Why is actor Michael Fassbender in this dumb movie?

- LINDSEY BAHR

In Assassin’s Creed, a shadowy organizati­on saves a deathrow inmate because they need him to unlock the memories of his 15th-century ancestor to find the location of an apple that contains the genetic code to free will because Marion Cotillard wants to end violence — or something.

There surely have been sillier film premises, but even in a year that gave us Independen­ce Day: Resurgence, it’s hard to think of anything as convoluted and, in the end, as joyless and unrewardin­g as this.

Director Justin Kurzel’s film embodies the worst tendencies of modern blockbuste­rs to feel not like a full movie, but a tease for what’s to come — a television pilot on the big screen. It’s become the de facto operating mode for franchise storytelli­ng, where instead of relying on a natural interest, the studios force audiences to want more by simply not giving them a full story in the first place.

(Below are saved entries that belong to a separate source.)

//! # タイムスタンプ形式
//!
//! レコード上のタイムスタンプは `2024-05-01T12:00:00.000Z` 形式
//! （UTC、ミリ秒固定 3 桁）で書き出す。読み込みは RFC 3339 全般を受け付ける。
//!
//! `#[serde(with = "edgeblog_domain::timestamp")]` /
//! `#[serde(with = "edgeblog_domain::timestamp::option")]` で使用する。
//!
//! ストア上の古いレコードやリクエストボディの値は [`lenient`] で読む。
//!
//! | 入力 | 解釈 |
//! |------|------|
//! | RFC 3339 | そのまま UTC に変換 |
//! | `2024-05-01T09:00:00`（オフセットなし） | UTC とみなす |
//! | `2024-05-01` | UTC の 0 時 |
//! | それ以外の文字列・数値など | 値なし |

use chrono::{DateTime, NaiveDate, NaiveDateTime, SecondsFormat, Utc};
use serde::{Deserialize, Deserializer, Serializer, de::IgnoredAny};

/// タイムスタンプを文字列化する
pub fn format(value: &DateTime<Utc>) -> String {
    value.to_rfc3339_opts(SecondsFormat::Millis, true)
}

pub fn serialize<S>(value: &DateTime<Utc>, serializer: S) -> Result<S::Ok, S::Error>
where
    S: Serializer,
{
    serializer.serialize_str(&format(value))
}

pub fn deserialize<'de, D>(deserializer: D) -> Result<DateTime<Utc>, D::Error>
where
    D: Deserializer<'de>,
{
    DateTime::<Utc>::deserialize(deserializer)
}

/// `Option<DateTime<Utc>>` 用。`None` は `null` として書き出す。
pub mod option {
    use super::*;

    pub fn serialize<S>(value: &Option<DateTime<Utc>>, serializer: S) -> Result<S::Ok, S::Error>
    where
        S: Serializer,
    {
        match value {
            Some(v) => serializer.serialize_str(&super::format(v)),
            None => serializer.serialize_none(),
        }
    }

    pub fn deserialize<'de, D>(deserializer: D) -> Result<Option<DateTime<Utc>>, D::Error>
    where
        D: Deserializer<'de>,
    {
        Option::<DateTime<Utc>>::deserialize(deserializer)
    }
}

/// 文字列を可能な限りタイムスタンプとして解釈する
pub fn parse_lenient(value: &str) -> Option<DateTime<Utc>> {
    let value = value.trim();
    if let Ok(parsed) = DateTime::parse_from_rfc3339(value) {
        return Some(parsed.with_timezone(&Utc));
    }
    if let Ok(naive) = NaiveDateTime::parse_from_str(value, "%Y-%m-%dT%H:%M:%S%.f") {
        return Some(naive.and_utc());
    }
    NaiveDate::parse_from_str(value, "%Y-%m-%d")
        .ok()
        .and_then(|date| date.and_hms_opt(0, 0, 0))
        .map(|naive| naive.and_utc())
}

/// 読み込み専用。解釈できない値はエラーにせず `None` にする。
///
/// `#[serde(default, deserialize_with = "edgeblog_domain::timestamp::lenient::deserialize")]`
/// で使用する。
pub mod lenient {
    use super::*;

    #[derive(Deserialize)]
    #[serde(untagged)]
    enum Raw {
        Text(String),
        Other(IgnoredAny),
    }

    pub fn deserialize<'de, D>(deserializer: D) -> Result<Option<DateTime<Utc>>, D::Error>
    where
        D: Deserializer<'de>,
    {
        Ok(match Option::<Raw>::deserialize(deserializer)? {
            Some(Raw::Text(text)) => super::parse_lenient(&text),
            Some(Raw::Other(_)) | None => None,
        })
    }
}
//! # サイトマップ生成
//!
//! [sitemaps.org](http://www.sitemaps.org/schemas/sitemap/0.9) 形式の XML を組み立てる。
//! 要素は serde の構造体として持ち、`quick_xml::se` で書き出す。
//!
//! ```xml
//! <?xml version="1.0" encoding="UTF-8"?>
//! <urlset xmlns="http://www.sitemaps.org/schemas/sitemap/0.9">
//!   <url>                       サイトのルート（daily, 1.0）
//!   <url>                       /blog（daily, 0.8）
//!   <url> ...                   投稿ごと（lastmod 付き, weekly, 0.7）
//! </urlset>
//! ```

use chrono::NaiveDate;
use quick_xml::{
    errors::serialize::SeError,
    se::{QuoteLevel, Serializer},
};
use serde::Serialize;

const DECLARATION: &str = r#"<?xml version="1.0" encoding="UTF-8"?>"#;
const SITEMAP_NS: &str = "http://www.sitemaps.org/schemas/sitemap/0.9";

#[derive(Debug, Serialize)]
#[serde(rename = "urlset")]
struct UrlSet {
    #[serde(rename = "@xmlns")]
    xmlns: &'static str,
    url:   Vec<UrlEntry>,
}

#[derive(Debug, Serialize)]
struct UrlEntry {
    loc:        String,
    #[serde(skip_serializing_if = "Option::is_none")]
    lastmod:    Option<String>,
    changefreq: &'static str,
    priority:   &'static str,
}

/// サイトマップ XML のビルダー
///
/// 生成時にサイトのルートと `/blog` のエントリを含む。
#[derive(Debug)]
pub struct SitemapBuilder {
    base_url: String,
    entries:  Vec<UrlEntry>,
}

impl SitemapBuilder {
    /// `base_url` は末尾に `/` を含まないこと
    pub fn new(base_url: &str) -> Self {
        let entries = vec![
            UrlEntry {
                loc:        base_url.to_owned(),
                lastmod:    None,
                changefreq: "daily",
                priority:   "1.0",
            },
            UrlEntry {
                loc:        format!("{base_url}/blog"),
                lastmod:    None,
                changefreq: "daily",
                priority:   "0.8",
            },
        ];
        Self {
            base_url: base_url.to_owned(),
            entries,
        }
    }

    /// 投稿のエントリを追加する
    pub fn add_post(&mut self, slug: &str, last_modified: NaiveDate) {
        self.entries.push(UrlEntry {
            loc:        format!("{}/blog/{slug}", self.base_url),
            lastmod:    Some(last_modified.format("%Y-%m-%d").to_string()),
            changefreq: "weekly",
            priority:   "0.7",
        });
    }

    /// XML 宣言付きの文書にする
    ///
    /// テキストノードの `&` `<` `>` と引用符はすべて実体参照にする。
    pub fn finish(self) -> Result<String, SeError> {
        let urlset = UrlSet {
            xmlns: SITEMAP_NS,
            url:   self.entries,
        };

        let mut body = String::new();
        let mut serializer = Serializer::new(&mut body);
        serializer.indent(' ', 2);
        serializer.set_quote_level(QuoteLevel::Full);
        urlset.serialize(serializer)?;

        Ok(format!("{DECLARATION}\n{body}"))
    }
}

Assassin’s Creed tries to give an emotional entryway into understand­ing the ancient conflict between the Templars, who want order, and the Assassins, sworn to preserve free will at all costs, through the story of Callum Lynch. We meet Cal (Angus Brown) as a kid — a daredevil troublemak­er who bikes home to find Patsy Cline’s Crazy blaring over the speakers and his mother dead in the kitchen. His father, sporting a dramatic hooded cape, is there with a knife and tells Cal he needs to get out and “live in the shadows.” Then some government types in black SUVs storm the house as Cal escapes on the rooftops.

Did his dad kill his mom? Was he trying to protect Cal? Does any of it make a bit of sense having never met any of these characters before?

The answers sort of come, but not for a while. By that point you may have forgotten you were supposed to care in the first place.

We next meet Cal grown into Michael Fassbender and on death row for murder (also left largely unexplored). His last words are that he’ll see his dad in hell, but, then he wakes up in an operating room where Sofia (Cotillard) explains to him that her company faked his death and now he’s going to work for her and her father (Jeremy Irons).

They soon hook him up to an insane contraptio­n called the animus that takes Cal back to 1492 Spain — basically into a video game — where he and his fellow Assassins hunt down this Apple of Eden.

In the end, the real mystery has little to do with the Assassins, the Templars or the Apple of Eden and more to do with why so many talented actors thought this was a good idea.